Batch to the Future: Evolving Batch Processing to Keep Pace With Modern DevOps

We live in a business world that craves instantaneous response times, especially in terms of the responsiveness of modern transactional applications. Customers expect to make a money transfer, pay a bill, or buy a product online in a matter of seconds. This insatiable desire for speed to customer parallels the need to increase speed to market for these modern apps. With development activity accelerating through DevOps, do we ever stop to consider the increased demands this is putting on batch processing?

What Is Batch Processing?

Batch processing simply refers to the processing of transactions in a group or batch. This is different from real-time transaction processing, which happens one transaction at a time. Consider the example of an ecommerce purchase—behind the customer’s real-time transaction is a series of ancillary tasks associated with orders being placed, which might not happen right away.

These tasks may include inventory replenishment that may not occur immediately, especially for products that are purchased early in the day and/or sell by the tens or hundreds of thousands daily. Other examples include order boxing and shipping, which benefit from assembling orders. There are numerous reasons—often related to cost and warehouse efficiencies—that these processes occur in bulk as part of batch processing jobs once orders reach a certain threshold.

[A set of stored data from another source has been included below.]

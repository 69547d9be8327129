//! Guarded solving and benchmarking
//!
//! Algorithms never fail for "no path". A panic inside one is a bug, and
//! it is contained here: the run becomes a failed result with
//! [crate::Metrics::FAULTED] as its time, so a batch over several algorithms
//! still completes.

use std::any::Any;
use std::panic::{self, AssertUnwindSafe};

use itertools::Itertools;
use log::{debug, error, info, warn};

use crate::grid::{Grid, Point};
use crate::search::{self, manhattan, Algorithm, AlgorithmResult};

/// Timing statistics over repeated runs, in microseconds
///
/// All times are `-1` when no run succeeded.
#[derive(PartialEq, Clone, Debug)]
pub struct RobustMetrics {
    pub best_us: i64,
    pub worst_us: i64,
    pub average_us: i64,
    pub median_us: i64,
    pub std_dev_us: f64,
    pub successful_runs: usize,
    pub total_runs: usize,
}

impl RobustMetrics {
    /// Aggregate the times of the successful runs out of `total_runs`.
    pub fn from_times(times: &[i64], total_runs: usize) -> Self {
        let sorted: Vec<i64> = times.iter().copied().sorted().collect();
        let (Some(&best_us), Some(&worst_us)) = (sorted.first(), sorted.last()) else {
            return Self {
                best_us: -1,
                worst_us: -1,
                average_us: -1,
                median_us: -1,
                std_dev_us: 0.0,
                successful_runs: 0,
                total_runs,
            };
        };

        let n = sorted.len() as i64;
        let average_us = sorted.iter().sum::<i64>() / n;
        let variance = sorted
            .iter()
            .map(|&t| ((t - average_us) as f64).powi(2))
            .sum::<f64>()
            / n as f64;

        Self {
            best_us,
            worst_us,
            average_us,
            median_us: sorted[sorted.len() / 2],
            std_dev_us: variance.sqrt(),
            successful_runs: sorted.len(),
            total_runs,
        }
    }
}

/// Results of every algorithm on the same grid
pub struct Comparison {
    pub results: Vec<(Algorithm, AlgorithmResult)>,
}

impl Comparison {
    /// Quickest successful run; the earlier algorithm wins a tie
    pub fn fastest(&self) -> Option<&(Algorithm, AlgorithmResult)> {
        self.results
            .iter()
            .filter(|(_, result)| result.success)
            .min_by_key(|(_, result)| result.metrics.elapsed_us)
    }
}

/// Check that `path` walks from the grid's start to its goal through open
/// cells, one orthogonal step at a time.
pub fn validate_path(grid: &Grid, path: &[Point]) -> bool {
    let (Some(&first), Some(&last)) = (path.first(), path.last()) else {
        debug!("Validation failed: empty path");
        return false;
    };
    if first != grid.start() {
        debug!("Validation failed: path starts at {}, not at start", first);
        return false;
    }
    if last != grid.goal() {
        debug!("Validation failed: path ends at {}, not at goal", last);
        return false;
    }
    if let Some(p) = path.iter().find(|p| !grid.is_open(**p)) {
        debug!("Validation failed: path goes through wall at {}", p);
        return false;
    }
    if let Some((step, pair)) = path
        .windows(2)
        .enumerate()
        .find(|(_, pair)| manhattan(pair[0], pair[1]) != 1)
    {
        debug!(
            "Validation failed: non-adjacent cells at step {}: {} -> {}",
            step + 1,
            pair[0],
            pair[1]
        );
        return false;
    }
    true
}

/// Solve with `algorithm`, containing panics and rejecting invalid paths
pub fn run_safely(grid: &mut Grid, algorithm: Algorithm) -> AlgorithmResult {
    run_safely_with(grid, |grid| search::solve(algorithm, grid, None))
}

/// Run an arbitrary solver under the same guard as [run_safely]
pub fn run_safely_with<F>(grid: &mut Grid, solver: F) -> AlgorithmResult
where
    F: FnOnce(&mut Grid) -> AlgorithmResult,
{
    match panic::catch_unwind(AssertUnwindSafe(|| solver(&mut *grid))) {
        Ok(mut result) => {
            if result.success && !validate_path(grid, &result.path) {
                warn!("Solver returned an invalid path, discarding it");
                result.success = false;
                result.path.clear();
                result.metrics.path_length = 0;
            }
            result
        }
        Err(cause) => {
            error!("Solver crashed: {}", panic_message(cause.as_ref()));
            AlgorithmResult::faulted()
        }
    }
}

/// Run `algorithm` `runs` times, one after another, and aggregate timings
pub fn run_repeated(grid: &mut Grid, algorithm: Algorithm, runs: usize) -> RobustMetrics {
    run_repeated_with(grid, runs, |grid| search::solve(algorithm, grid, None))
}

/// [run_repeated] with an arbitrary solver
pub fn run_repeated_with<F>(grid: &mut Grid, runs: usize, mut solver: F) -> RobustMetrics
where
    F: FnMut(&mut Grid) -> AlgorithmResult,
{
    let times: Vec<i64> = (1..=runs)
        .filter_map(|run| {
            let result = run_safely_with(grid, &mut solver);
            if result.success && result.metrics.elapsed_us > 0 {
                info!("Run {}/{}: {}", run, runs, result.metrics.time_label());
                Some(result.metrics.elapsed_us)
            } else {
                info!("Run {}/{}: failed", run, runs);
                None
            }
        })
        .collect();
    RobustMetrics::from_times(&times, runs)
}

/// Run every algorithm once on `grid`
pub fn compare_all(grid: &mut Grid) -> Comparison {
    compare_all_with(grid, |algorithm, grid| search::solve(algorithm, grid, None))
}

/// [compare_all] with an arbitrary solver per algorithm
pub fn compare_all_with<F>(grid: &mut Grid, mut solver: F) -> Comparison
where
    F: FnMut(Algorithm, &mut Grid) -> AlgorithmResult,
{
    let results = Algorithm::ALL
        .into_iter()
        .map(|algorithm| {
            let result = run_safely_with(grid, |grid| solver(algorithm, grid));
            (algorithm, result)
        })
        .collect();
    Comparison { results }
}

fn panic_message(cause: &(dyn Any + Send)) -> &str {
    if let Some(msg) = cause.downcast_ref::<&str>() {
        msg
    } else if let Some(msg) = cause.downcast_ref::<String>() {
        msg
    } else {
        "unknown panic"
    }
}

#[cfg(test)]
mod tests {
    use crate::grid::{Grid, Point};
    use crate::harness::{
        compare_all, run_repeated, run_repeated_with, run_safely, run_safely_with,
        validate_path, RobustMetrics,
    };
    use crate::maze_generator::MazeGenerator;
    use crate::search::{Algorithm, AlgorithmResult, Metrics};

    #[test]
    fn validation_rejects_corrupted_paths() {
        let mut grid = MazeGenerator::new(Some(4)).generate_maze(21, 21);
        let result = run_safely(&mut grid, Algorithm::AStar);
        assert!(validate_path(&grid, &result.path));

        let mut skipped = result.path.clone();
        skipped.remove(skipped.len() / 2);
        assert!(!validate_path(&grid, &skipped));

        assert!(!validate_path(&grid, &result.path[1..]));
        assert!(!validate_path(&grid, &result.path[..result.path.len() - 1]));
        assert!(!validate_path(&grid, &[]));
    }

    #[test]
    fn validation_rejects_walls() {
        let grid = Grid::from_ascii("#####\n#S#E#\n#####").unwrap();
        let through_wall = [Point::new(1, 1), Point::new(2, 1), Point::new(3, 1)];
        assert!(!validate_path(&grid, &through_wall));
    }

    #[test]
    fn panics_become_faulted_results() {
        let mut grid = MazeGenerator::new(Some(0)).generate_maze(11, 11);
        let result = run_safely_with(&mut grid, |_| panic!("boom"));

        assert!(!result.success);
        assert_eq!(result.metrics.elapsed_us, Metrics::FAULTED);
        assert!(result.path.is_empty());
    }

    #[test]
    fn invalid_paths_are_discarded() {
        let mut grid = MazeGenerator::new(Some(0)).generate_maze(11, 11);
        let result = run_safely_with(&mut grid, |grid| AlgorithmResult {
            path: vec![grid.start(), grid.goal()],
            success: true,
            ..Default::default()
        });

        assert!(!result.success);
        assert!(result.path.is_empty());
        assert_eq!(result.metrics.path_length, 0);
    }

    #[test]
    fn repeated_runs_are_aggregated() {
        let mut grid = MazeGenerator::new(Some(9)).generate_maze(31, 31);
        let metrics = run_repeated(&mut grid, Algorithm::JumpPointSearch, 3);

        assert_eq!(metrics.total_runs, 3);
        assert_eq!(metrics.successful_runs, 3);
        assert!(metrics.best_us <= metrics.median_us);
        assert!(metrics.median_us <= metrics.worst_us);
    }

    #[test]
    fn failing_runs_are_counted_but_not_timed() {
        let mut grid = MazeGenerator::new(Some(9)).generate_maze(11, 11);
        let mut calls = 0;
        let metrics = run_repeated_with(&mut grid, 4, |_| {
            calls += 1;
            if calls % 2 == 0 {
                panic!("every other run crashes");
            }
            AlgorithmResult::default()
        });

        assert_eq!(calls, 4);
        assert_eq!(metrics.successful_runs, 0);
        assert_eq!(metrics.total_runs, 4);
        assert_eq!(metrics.best_us, -1);
    }

    #[test]
    fn statistics_from_times() {
        let metrics = RobustMetrics::from_times(&[30, 10, 20, 40], 5);
        assert_eq!(metrics.best_us, 10);
        assert_eq!(metrics.worst_us, 40);
        assert_eq!(metrics.average_us, 25);
        assert_eq!(metrics.median_us, 30);
        assert!((metrics.std_dev_us - 125f64.sqrt()).abs() < 1e-9);
        assert_eq!(metrics.successful_runs, 4);
        assert_eq!(metrics.total_runs, 5);
    }

    #[test]
    fn comparison_covers_every_algorithm() {
        let mut grid = MazeGenerator::new(Some(6)).generate_maze(21, 21);
        let comparison = compare_all(&mut grid);

        let algorithms: Vec<Algorithm> = comparison.results.iter().map(|(a, _)| *a).collect();
        assert_eq!(algorithms, Algorithm::ALL);
        assert!(comparison.results.iter().all(|(_, r)| r.success));
        assert!(comparison.fastest().is_some());
    }
}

Batch processing is the key to many of these supporting back-end processes. But at precisely the time the proliferation of modern apps is placing greater demands on batch processing, the industry is also facing a retiring workforce of batch operators. It is imperative for batch processing to modernize alongside the real-time software products that are emerging from DevOps. The characteristics of batch modernization include the following considerations:

Automation: Manual system operation of batch processing must evolve to automation via policy-based controls. (Organizations can assess their current operation using the Mainframe Batch Maturity Model at SLAs should dictate job initiation and prioritize CPU access—in other words, job queues should be automatically organized such that the most urgent job is the next job to initiate. Prioritized access to datasets and readiness of job resource requirements available for processing should also be automatic, all helping to prevent unnecessary time delays.

Cost Awareness: The costs associated with larger and more frequent batch workloads can send monthly license charges (MLC) skyrocketing if organizations aren’t careful. MLC costs are based on Peak 4-Hour Rolling Average (4HRA)—the highest utilization determined from the sum of the Peak 4HRAs for all logical partitions (LPARs) in which a particular product runs. The key to reining in these costs is to execute jobs in a cost-aware manner that deliberately reduces the Peak 4HRA. So, in addition to factoring which jobs are the most time-sensitive, job execution must be automatically manipulated in a manner that exploits savings opportunities while sustaining maximum throughput.

Continuous Improvement: Once job execution is automated and operational costs are minimized without detriment to SLAs, operators have an opportunity to focus on continuous performance management and improvement. Urgent and critical jobs should be monitored and compared with historical performance levels. Any deviations from normal wall clock time or excessive resource consumption should stimulate automation to capture symptom data and ticket the incident. This creates a proactive opportunity for operators to make tweaks that help optimize performance of the system while also avoiding errors and failed jobs that could put the business at risk.

Customer Service-Focused: When batch processing is automated and optimized, from both a cost and job performance perspective, an improved level of customer service emerges as the natural byproduct. Per the ecommerce example, jobs are orchestrated in a manner that leads to satisfied customers through products that are readily available and delivered on time and cost-effectively.

The Evolution of Batch Processing

Customer demand to engage with services and products through mobile apps and the web, whenever and wherever they wish, is dramatically accelerating the speed of software development and delivery. This increased activity on the front end ultimately triggers more frequent, more compute-intensive, and more critical and complex mainframe batch processing work on the back end, including inventory management, warehouse and shipping management,
customer billing, and more.

A batch approach is often optimal for these scenarios, which means batch can no longer be simply dismissed as old-school overnight processing that can be ignored or deprioritized. As mainframe-based batch processing continues to grow in volume and complexity, it must evolve. Organizations that fail to recognize this as part and parcel of their DevOps approaches are ultimately putting at jeopardy their ability to compete.